[Start of Attachment]
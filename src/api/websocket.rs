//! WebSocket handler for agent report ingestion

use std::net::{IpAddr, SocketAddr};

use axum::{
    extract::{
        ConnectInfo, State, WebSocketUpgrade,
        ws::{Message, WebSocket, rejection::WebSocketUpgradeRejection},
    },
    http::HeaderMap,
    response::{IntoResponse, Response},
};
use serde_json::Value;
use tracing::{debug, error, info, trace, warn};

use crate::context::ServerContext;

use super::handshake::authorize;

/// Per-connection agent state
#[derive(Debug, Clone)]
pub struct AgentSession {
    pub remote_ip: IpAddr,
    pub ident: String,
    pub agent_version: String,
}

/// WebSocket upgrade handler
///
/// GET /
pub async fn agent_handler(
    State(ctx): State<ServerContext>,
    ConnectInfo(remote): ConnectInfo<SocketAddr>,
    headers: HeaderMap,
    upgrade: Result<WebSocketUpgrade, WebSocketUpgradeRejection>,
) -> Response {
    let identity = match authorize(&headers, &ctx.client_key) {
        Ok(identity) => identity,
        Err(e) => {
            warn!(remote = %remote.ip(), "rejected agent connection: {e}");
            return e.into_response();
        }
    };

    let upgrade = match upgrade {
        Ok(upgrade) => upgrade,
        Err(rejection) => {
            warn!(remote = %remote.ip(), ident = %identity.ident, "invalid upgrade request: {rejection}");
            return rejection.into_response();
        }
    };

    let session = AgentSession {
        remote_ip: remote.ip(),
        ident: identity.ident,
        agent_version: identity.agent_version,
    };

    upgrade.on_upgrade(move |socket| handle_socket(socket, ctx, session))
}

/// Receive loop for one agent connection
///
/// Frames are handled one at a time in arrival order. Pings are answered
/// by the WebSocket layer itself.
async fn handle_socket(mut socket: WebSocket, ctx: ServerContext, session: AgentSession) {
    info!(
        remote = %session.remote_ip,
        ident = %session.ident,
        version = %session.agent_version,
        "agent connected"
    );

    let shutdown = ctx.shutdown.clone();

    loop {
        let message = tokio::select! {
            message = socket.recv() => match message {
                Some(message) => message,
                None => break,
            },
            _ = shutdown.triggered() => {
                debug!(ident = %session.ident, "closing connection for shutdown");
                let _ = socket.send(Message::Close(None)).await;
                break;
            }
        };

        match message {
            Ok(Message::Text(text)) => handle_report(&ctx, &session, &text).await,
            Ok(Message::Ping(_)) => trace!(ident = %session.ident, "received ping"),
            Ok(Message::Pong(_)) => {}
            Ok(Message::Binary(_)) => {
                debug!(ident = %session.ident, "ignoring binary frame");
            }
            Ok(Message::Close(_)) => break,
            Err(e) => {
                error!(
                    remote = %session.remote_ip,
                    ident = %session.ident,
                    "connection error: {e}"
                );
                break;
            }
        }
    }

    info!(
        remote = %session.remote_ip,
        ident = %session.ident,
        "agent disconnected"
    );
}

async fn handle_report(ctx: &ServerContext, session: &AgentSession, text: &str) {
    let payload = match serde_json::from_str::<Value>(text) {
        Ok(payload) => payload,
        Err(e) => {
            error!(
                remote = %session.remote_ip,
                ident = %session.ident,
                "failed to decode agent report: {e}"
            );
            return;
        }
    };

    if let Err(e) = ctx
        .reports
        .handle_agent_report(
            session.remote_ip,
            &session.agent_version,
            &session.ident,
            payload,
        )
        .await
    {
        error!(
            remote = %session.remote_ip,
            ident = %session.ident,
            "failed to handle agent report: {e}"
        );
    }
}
[End of Attachment]
[Start of Attachment]
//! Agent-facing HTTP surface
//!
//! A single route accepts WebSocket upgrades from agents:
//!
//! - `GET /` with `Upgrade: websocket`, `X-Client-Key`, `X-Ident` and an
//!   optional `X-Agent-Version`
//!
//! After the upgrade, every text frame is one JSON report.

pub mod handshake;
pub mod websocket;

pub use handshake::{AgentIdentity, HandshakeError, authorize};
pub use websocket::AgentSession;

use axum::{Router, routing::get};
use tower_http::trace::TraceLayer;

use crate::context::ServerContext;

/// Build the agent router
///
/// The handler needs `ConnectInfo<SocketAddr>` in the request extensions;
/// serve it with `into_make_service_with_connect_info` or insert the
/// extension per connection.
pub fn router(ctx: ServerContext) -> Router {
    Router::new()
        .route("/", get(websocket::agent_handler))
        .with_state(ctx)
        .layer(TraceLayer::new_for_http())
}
[End of Attachment]
[Start of Attachment]
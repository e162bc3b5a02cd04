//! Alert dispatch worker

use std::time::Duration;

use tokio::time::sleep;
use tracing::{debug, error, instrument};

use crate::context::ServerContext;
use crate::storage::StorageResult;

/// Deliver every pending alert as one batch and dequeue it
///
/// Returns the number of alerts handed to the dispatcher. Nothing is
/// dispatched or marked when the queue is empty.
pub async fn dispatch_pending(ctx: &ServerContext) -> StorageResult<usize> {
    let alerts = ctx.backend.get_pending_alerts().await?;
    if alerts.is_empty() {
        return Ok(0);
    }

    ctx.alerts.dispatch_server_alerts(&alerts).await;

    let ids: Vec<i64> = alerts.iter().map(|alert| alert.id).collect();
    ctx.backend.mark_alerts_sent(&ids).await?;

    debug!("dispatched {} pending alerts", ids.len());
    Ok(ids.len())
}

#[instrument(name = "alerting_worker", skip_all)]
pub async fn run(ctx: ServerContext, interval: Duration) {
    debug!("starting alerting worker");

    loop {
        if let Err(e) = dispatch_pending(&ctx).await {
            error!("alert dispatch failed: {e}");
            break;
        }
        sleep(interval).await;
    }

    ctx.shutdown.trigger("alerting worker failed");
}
[End of Attachment]
> _Task_: Would you output, from the records above, exactly the run of lines that starts at the line containing "filename src/api/websocket.rs" and ends at the line containing "let upgrade = match", and only that run?

> _Task output_:
filename src/api/websocket.rs
//! WebSocket handler for agent report ingestion

use std::net::{IpAddr, SocketAddr};

use axum::{
    extract::{
        ConnectInfo, State, WebSocketUpgrade,
        ws::{Message, WebSocket, rejection::WebSocketUpgradeRejection},
    },
    http::HeaderMap,
    response::{IntoResponse, Response},
};
use serde_json::Value;
use tracing::{debug, error, info, trace, warn};

use crate::context::ServerContext;

use super::handshake::authorize;

/// Per-connection agent state
#[derive(Debug, Clone)]
pub struct AgentSession {
    pub remote_ip: IpAddr,
    pub ident: String,
    pub agent_version: String,
}

/// WebSocket upgrade handler
///
/// GET /
pub async fn agent_handler(
    State(ctx): State<ServerContext>,
    ConnectInfo(remote): ConnectInfo<SocketAddr>,
    headers: HeaderMap,
    upgrade: Result<WebSocketUpgrade, WebSocketUpgradeRejection>,
) -> Response {
    let identity = match authorize(&headers, &ctx.client_key) {
        Ok(identity) => identity,
        Err(e) => {
            warn!(remote = %remote.ip(), "rejected agent connection: {e}");
            return e.into_response();
        }
    };

    let upgrade = match upgrade {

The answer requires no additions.